Retail Media
Jungle Scout
Jungle Scout is an Amazon seller intelligence platform for product research, keyword analysis, supplier discovery, listing optimization, and business performance monitoring. Its databases and browser tools help estimate demand, competition, sales, fees, and seasonal patterns, while additional features support review requests, inventory planning, advertising analysis, and market reporting. It is most useful for private-label sellers, agencies, and brands validating opportunities or improving an existing Amazon catalog, but estimates should still be checked against first-party account data.
What it does
Jungle Scout is an Amazon intelligence platform best known for product research: its database and Chrome extension estimate monthly sales, revenue, and competition for any niche or listing, with opportunity scoring that flags demand-supply gaps. Keyword Scout provides search volume, difficulty, and PPC cost data, while rank tracking monitors positions over time. The Supplier Database matches products to manufacturers using import records, a distinctive sourcing feature.

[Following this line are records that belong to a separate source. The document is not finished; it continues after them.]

//! Shared constants for form rendering
//!
//! This module centralizes magic numbers used by the transform, the
//! field renderer and the export drivers.

// =============================================================================
// Unit Conversion
// =============================================================================

/// Points per millimeter (1 inch = 72 points, 1 inch = 25.4mm)
pub const POINTS_PER_MM: f32 = 72.0 / 25.4; // ≈ 2.83465

/// Screen pixels per PDF point at 96 DPI
pub const PIXELS_PER_POINT: f32 = 96.0 / 72.0;

// =============================================================================
// Default Page Dimensions
// =============================================================================

/// Default page width in points (US Letter: 8.5" × 11")
pub const DEFAULT_PAGE_WIDTH_PT: f32 = 612.0;

/// Default page height in points (US Letter)
pub const DEFAULT_PAGE_HEIGHT_PT: f32 = 792.0;

/// Default page dimensions as tuple (width, height)
pub const DEFAULT_PAGE_DIMENSIONS: (f32, f32) = (DEFAULT_PAGE_WIDTH_PT, DEFAULT_PAGE_HEIGHT_PT);

// =============================================================================
// Text Layout
// =============================================================================

/// Font size used when a field does not set one (design units)
pub const DEFAULT_FONT_SIZE: f32 = 12.0;

/// Multi-line text advances by `font_size * LINE_HEIGHT_RATIO`
pub const LINE_HEIGHT_RATIO: f32 = 1.2;

/// Distance from the top of a line box to its baseline, as a fraction of font size
pub const BASELINE_RATIO: f32 = 0.8;

// =============================================================================
// Checkbox
// =============================================================================

/// Border width of the checkbox square (design units)
pub const CHECKBOX_BORDER_WIDTH: f32 = 1.0;

/// Check mark stroke width as a fraction of the square side
pub const CHECK_STROKE_RATIO: f32 = 0.1;

/// Check mark polyline in unit-square coordinates, origin at the visual top-left
pub const CHECK_MARK_PATH: [(f32, f32); 3] = [(0.2, 0.55), (0.42, 0.75), (0.8, 0.25)];

// =============================================================================
// PDF Resources
// =============================================================================

/// Resource name of the Helvetica font on every overlay page
pub const FONT_RESOURCE_NAME: &str = "F1";

/// Resource name of the imported base page XObject
pub const BASE_XOBJECT_NAME: &str = "Base";

/// Gray level used for placeholder text in design previews
pub const PLACEHOLDER_GRAY: f32 = 0.6;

Listing tools grade and assist optimization, and seller features cover review automation, inventory planning, and sales analytics. Cobalt, its enterprise tier, serves brands and agencies with market-share dashboards. Its sales estimation accuracy is widely benchmarked as among the best for US Amazon categories.
Where it fits
Jungle Scout serves the research stage of marketplace selling, validating demand before inventory and ad budgets are committed.
Core features
- Product database with sales and revenue estimates
- Keyword Scout search volume and PPC cost data
- Supplier Database for manufacturer sourcing
- Listing grading and rank tracking
- Review automation and inventory planning
Best for
- First-time private-label sellers validating product ideas
- Sellers sourcing suppliers from import records
- Brands monitoring categories through Cobalt dashboards
Beginner notes
- Treat estimates as ranges and cross-check several similar listings, because single-listing numbers can mislead in seasonal or volatile niches.
- Factor all costs into the profit calculator including freight, fees, and returns; gross margin optimism is the classic first-product mistake.
- The Supplier Database shows who manufactures for competitors, but vet suppliers independently before wiring deposits.